-------- PROVIDED INFORMATION --------

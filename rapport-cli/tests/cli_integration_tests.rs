//! Integration tests for the Rapport CLI
//!
//! These drive the same session and helpers the binary uses against an
//! isolated data directory.

use rapport::models::{ContactFrequency, Friend, Name, Tag};
use rapport::RapportError;
use rapport_cli::utils::find_tag;
use rapport_cli::{RapportCliContext, parse_date, parse_frequency, parse_sort_key, resolve_friend_id};
use rapport::sorting::SortKey;
use tempfile::TempDir;

async fn create_test_context() -> (RapportCliContext, TempDir) {
    let temp_dir = TempDir::new().expect("Failed to create temp directory");
    let ctx = RapportCliContext::new(Some(temp_dir.path().join("data")), None)
        .await
        .expect("Failed to open session");
    (ctx, temp_dir)
}

fn friend_with_id(id: &str, first: &str) -> Friend {
    let mut friend = Friend::new(Name::new(first, ""));
    friend.id = id.to_string();
    friend
}

#[tokio::test]
async fn test_resolve_friend_id_by_prefix() {
    let (ctx, _temp) = create_test_context().await;
    let registry = ctx.rapport.registry();
    registry
        .insert_friend(friend_with_id("abc123", "Ada"))
        .await
        .unwrap();
    registry
        .insert_friend(friend_with_id("abd456", "Bea"))
        .await
        .unwrap();

    assert_eq!(resolve_friend_id(&ctx, "abc123").await.unwrap(), "abc123");
    assert_eq!(resolve_friend_id(&ctx, "abd").await.unwrap(), "abd456");

    match resolve_friend_id(&ctx, "ab").await {
        Err(RapportError::Validation(msg)) => {
            assert!(msg.contains("Ambiguous"));
            assert!(msg.contains("abc123"));
            assert!(msg.contains("abd456"));
        }
        other => panic!("expected ambiguity error, got {:?}", other),
    }

    assert!(matches!(
        resolve_friend_id(&ctx, "zzz").await,
        Err(RapportError::NotFound { .. })
    ));
}

#[tokio::test]
async fn test_contact_flow_persists_across_sessions() {
    let temp_dir = TempDir::new().unwrap();
    let data_dir = temp_dir.path().join("data");
    let today;
    let id;

    {
        let ctx = RapportCliContext::new(Some(data_dir.clone()), None)
            .await
            .unwrap();
        today = ctx.rapport.today();
        let friend = ctx
            .rapport
            .registry()
            .add_friend(Name::new("Grace", "Hopper"))
            .await
            .unwrap();
        id = friend.id.clone();

        let date = parse_date("yesterday", today).unwrap();
        ctx.rapport.registry().log_contact_on(&id, date).await.unwrap();
        ctx.rapport
            .registry()
            .set_contact_frequency(&id, parse_frequency("weekly").unwrap())
            .await
            .unwrap();
    }

    let ctx = RapportCliContext::new(Some(data_dir), None).await.unwrap();
    let friend = ctx.rapport.registry().find(&id).await.expect("friend reloaded");
    assert_eq!(friend.contact_count(), 1);
    assert_eq!(friend.last_contact(), Some(parse_date("yesterday", today).unwrap()));
    assert_eq!(friend.contact_frequency, ContactFrequency::Weekly);
    assert!(!friend.is_overdue(today));
}

#[tokio::test]
async fn test_logging_contact_schedules_reminder() {
    let (ctx, _temp) = create_test_context().await;
    let friend = ctx
        .rapport
        .registry()
        .add_friend(Name::new("Linus", ""))
        .await
        .unwrap();

    ctx.rapport.registry().log_contact_now(&friend.id).await.unwrap();

    let pending = ctx.rapport.notifications().pending().await.unwrap();
    assert_eq!(pending.len(), 1);
    assert!(pending[0].body.contains("Linus") || pending[0].title.contains("Linus"));

    let stored = ctx.rapport.registry().find(&friend.id).await.unwrap();
    assert_eq!(stored.notification_id.as_deref(), Some(pending[0].id.as_str()));

    // Not due for another month
    assert!(ctx.rapport.notifications().due().await.unwrap().is_empty());

    ctx.rapport
        .registry()
        .remove_relationship(&friend.id)
        .await
        .unwrap();
    assert!(ctx.rapport.notifications().pending().await.unwrap().is_empty());
}

#[tokio::test]
async fn test_group_membership_follows_friend_removal() {
    let (ctx, _temp) = create_test_context().await;
    let groups = ctx.rapport.groups();
    let friend = ctx
        .rapport
        .registry()
        .add_friend(Name::new("Margaret", "Hamilton"))
        .await
        .unwrap();

    groups.create("Apollo").await.unwrap();
    assert!(groups.add_member("Apollo", &friend.id).await.unwrap());
    assert!(!groups.add_member("Apollo", &friend.id).await.unwrap());
    assert_eq!(groups.groups_for(&friend.id).await.len(), 1);

    ctx.rapport
        .registry()
        .remove_relationship(&friend.id)
        .await
        .unwrap();

    let apollo = groups.find("Apollo").await.unwrap();
    assert!(!apollo.has_member(&friend.id));
}

#[tokio::test]
async fn test_find_tag_by_name_or_id() {
    let (ctx, _temp) = create_test_context().await;
    let friend = ctx
        .rapport
        .registry()
        .add_friend(Name::new("Alan", "Turing"))
        .await
        .unwrap();
    let tag = Tag::new("Work", Some("#336699".to_string()));
    ctx.rapport
        .registry()
        .add_tag(&friend.id, tag.clone())
        .await
        .unwrap();

    assert_eq!(find_tag(&ctx, "work").await.map(|t| t.id), Some(tag.id.clone()));
    assert_eq!(find_tag(&ctx, &tag.id).await.map(|t| t.name), Some("Work".to_string()));
    assert!(find_tag(&ctx, "family").await.is_none());
}

#[tokio::test]
async fn test_clear_removes_everyone() {
    let (ctx, _temp) = create_test_context().await;
    let registry = ctx.rapport.registry();
    registry.add_friend(Name::new("One", "")).await.unwrap();
    registry.add_friend(Name::new("Two", "")).await.unwrap();

    assert_eq!(registry.clear().await.unwrap(), 2);
    assert!(registry.is_empty().await);
}

#[test]
fn test_argument_parsers_reject_garbage() {
    let today = chrono::NaiveDate::from_ymd_opt(2024, 1, 10).unwrap();
    assert!(parse_date("last week", today).is_err());
    assert!(parse_frequency("fortnightly").is_err());
    assert_eq!(parse_frequency("14").unwrap(), ContactFrequency::Biweekly);
    assert_eq!(
        parse_sort_key("most-contacts").unwrap(),
        SortKey::MostContactsFirst
    );
    assert!(parse_sort_key("alphabetical").is_err());
}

--------

◆ WHAT TO PRODUCE
Could you copy every record above exactly as it stands?

◆ REPLY TO THE EXERCISE
filename rapport-cli/tests/cli_integration_tests.rs
//! Integration tests for the Rapport CLI
//!
//! These drive the same session and helpers the binary uses against an
//! isolated data directory.

use rapport::models::{ContactFrequency, Friend, Name, Tag};
use rapport::RapportError;
use rapport_cli::utils::find_tag;
use rapport_cli::{RapportCliContext, parse_date, parse_frequency, parse_sort_key, resolve_friend_id};
use rapport::sorting::SortKey;
use tempfile::TempDir;

async fn create_test_context() -> (RapportCliContext, TempDir) {
    let temp_dir = TempDir::new().expect("Failed to create temp directory");
    let ctx = RapportCliContext::new(Some(temp_dir.path().join("data")), None)
        .await
        .expect("Failed to open session");
    (ctx, temp_dir)
}

fn friend_with_id(id: &str, first: &str) -> Friend {
    let mut friend = Friend::new(Name::new(first, ""));
    friend.id = id.to_string();
    friend
}

#[tokio::test]
async fn test_resolve_friend_id_by_prefix() {
    let (ctx, _temp) = create_test_context().await;
    let registry = ctx.rapport.registry();
    registry
        .insert_friend(friend_with_id("abc123", "Ada"))
        .await
        .unwrap();
    registry
        .insert_friend(friend_with_id("abd456", "Bea"))
        .await
        .unwrap();

    assert_eq!(resolve_friend_id(&ctx, "abc123").await.unwrap(), "abc123");
    assert_eq!(resolve_friend_id(&ctx, "abd").await.unwrap(), "abd456");

    match resolve_friend_id(&ctx, "ab").await {
        Err(RapportError::Validation(msg)) => {
            assert!(msg.contains("Ambiguous"));
            assert!(msg.contains("abc123"));
            assert!(msg.contains("abd456"));
        }
        other => panic!("expected ambiguity error, got {:?}", other),
    }

    assert!(matches!(
        resolve_friend_id(&ctx, "zzz").await,
        Err(RapportError::NotFound { .. })
    ));
}

#[tokio::test]
async fn test_contact_flow_persists_across_sessions() {
    let temp_dir = TempDir::new().unwrap();
    let data_dir = temp_dir.path().join("data");
    let today;
    let id;

    {
        let ctx = RapportCliContext::new(Some(data_dir.clone()), None)
            .await
            .unwrap();
        today = ctx.rapport.today();
        let friend = ctx
            .rapport
            .registry()
            .add_friend(Name::new("Grace", "Hopper"))
            .await
            .unwrap();
        id = friend.id.clone();

        let date = parse_date("yesterday", today).unwrap();
        ctx.rapport.registry().log_contact_on(&id, date).await.unwrap();
        ctx.rapport
            .registry()
            .set_contact_frequency(&id, parse_frequency("weekly").unwrap())
            .await
            .unwrap();
    }

    let ctx = RapportCliContext::new(Some(data_dir), None).await.unwrap();
    let friend = ctx.rapport.registry().find(&id).await.expect("friend reloaded");
    assert_eq!(friend.contact_count(), 1);
    assert_eq!(friend.last_contact(), Some(parse_date("yesterday", today).unwrap()));
    assert_eq!(friend.contact_frequency, ContactFrequency::Weekly);
    assert!(!friend.is_overdue(today));
}

#[tokio::test]
async fn test_logging_contact_schedules_reminder() {
    let (ctx, _temp) = create_test_context().await;
    let friend = ctx
        .rapport
        .registry()
        .add_friend(Name::new("Linus", ""))
        .await
        .unwrap();

    ctx.rapport.registry().log_contact_now(&friend.id).await.unwrap();

    let pending = ctx.rapport.notifications().pending().await.unwrap();
    assert_eq!(pending.len(), 1);
    assert!(pending[0].body.contains("Linus") || pending[0].title.contains("Linus"));

    let stored = ctx.rapport.registry().find(&friend.id).await.unwrap();
    assert_eq!(stored.notification_id.as_deref(), Some(pending[0].id.as_str()));

    // Not due for another month
    assert!(ctx.rapport.notifications().due().await.unwrap().is_empty());

    ctx.rapport
        .registry()
        .remove_relationship(&friend.id)
        .await
        .unwrap();
    assert!(ctx.rapport.notifications().pending().await.unwrap().is_empty());
}

#[tokio::test]
async fn test_group_membership_follows_friend_removal() {
    let (ctx, _temp) = create_test_context().await;
    let groups = ctx.rapport.groups();
    let friend = ctx
        .rapport
        .registry()
        .add_friend(Name::new("Margaret", "Hamilton"))
        .await
        .unwrap();

    groups.create("Apollo").await.unwrap();
    assert!(groups.add_member("Apollo", &friend.id).await.unwrap());
    assert!(!groups.add_member("Apollo", &friend.id).await.unwrap());
    assert_eq!(groups.groups_for(&friend.id).await.len(), 1);

    ctx.rapport
        .registry()
        .remove_relationship(&friend.id)
        .await
        .unwrap();

    let apollo = groups.find("Apollo").await.unwrap();
    assert!(!apollo.has_member(&friend.id));
}

#[tokio::test]
async fn test_find_tag_by_name_or_id() {
    let (ctx, _temp) = create_test_context().await;
    let friend = ctx
        .rapport
        .registry()
        .add_friend(Name::new("Alan", "Turing"))
        .await
        .unwrap();
    let tag = Tag::new("Work", Some("#336699".to_string()));
    ctx.rapport
        .registry()
        .add_tag(&friend.id, tag.clone())
        .await
        .unwrap();

    assert_eq!(find_tag(&ctx, "work").await.map(|t| t.id), Some(tag.id.clone()));
    assert_eq!(find_tag(&ctx, &tag.id).await.map(|t| t.name), Some("Work".to_string()));
    assert!(find_tag(&ctx, "family").await.is_none());
}

#[tokio::test]
async fn test_clear_removes_everyone() {
    let (ctx, _temp) = create_test_context().await;
    let registry = ctx.rapport.registry();
    registry.add_friend(Name::new("One", "")).await.unwrap();
    registry.add_friend(Name::new("Two", "")).await.unwrap();

    assert_eq!(registry.clear().await.unwrap(), 2);
    assert!(registry.is_empty().await);
}

#[test]
fn test_argument_parsers_reject_garbage() {
    let today = chrono::NaiveDate::from_ymd_opt(2024, 1, 10).unwrap();
    assert!(parse_date("last week", today).is_err());
    assert!(parse_frequency("fortnightly").is_err());
    assert_eq!(parse_frequency("14").unwrap(), ContactFrequency::Biweekly);
    assert_eq!(
        parse_sort_key("most-contacts").unwrap(),
        SortKey::MostContactsFirst
    );
    assert!(parse_sort_key("alphabetical").is_err());
}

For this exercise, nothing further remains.